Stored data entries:

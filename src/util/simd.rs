//! Byte-oriented fast paths for text normalization.

/// ASCII fast paths with Unicode fallbacks.
pub mod ascii {

    /// Lowercase ASCII input by processing bytes in fixed-size chunks.
    ///
    /// Callers must only pass ASCII text; non-ASCII input goes through
    /// [`to_lowercase_fallback`].
    pub fn to_lowercase_optimized(input: &str) -> String {
        let bytes = input.as_bytes();
        let mut result = Vec::with_capacity(bytes.len());

        let chunks = bytes.chunks_exact(8);
        let remainder = chunks.remainder();

        for chunk in chunks {
            let mut processed = [0u8; 8];
            for (i, &byte) in chunk.iter().enumerate() {
                processed[i] = byte.to_ascii_lowercase();
            }
            result.extend_from_slice(&processed);
        }

        result.extend(remainder.iter().map(u8::to_ascii_lowercase));

        // ASCII in, ASCII out.
        String::from_utf8(result).unwrap_or_else(|e| String::from_utf8_lossy(e.as_bytes()).into())
    }

    /// Unicode-aware lowercasing.
    pub fn to_lowercase_fallback(input: &str) -> String {
        input.to_lowercase()
    }

    /// Lowercase `input`, picking the chunked ASCII path when it applies.
    pub fn to_lowercase(input: &str) -> String {
        if input.is_ascii() && input.len() >= 16 {
            to_lowercase_optimized(input)
        } else {
            to_lowercase_fallback(input)
        }
    }
}

#[cfg(test)]
mod tests {
    use super::ascii;

    #[test]
    fn test_ascii_lowercase_paths_agree() {
        let long = "The Quick Brown Fox Jumps Over The Lazy Dog";
        assert_eq!(ascii::to_lowercase(long), long.to_lowercase());
        assert_eq!(ascii::to_lowercase_optimized(long), long.to_lowercase());
        assert_eq!(ascii::to_lowercase("ABC"), "abc");
    }

    #[test]
    fn test_unicode_lowercase() {
        assert_eq!(ascii::to_lowercase("ÉCOLE Ÿ"), "école ÿ");
    }
}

» **Instructions to follow**
Figure out the number of lines above in which the string "text" appears. Only the number should be given.

» **Response**
2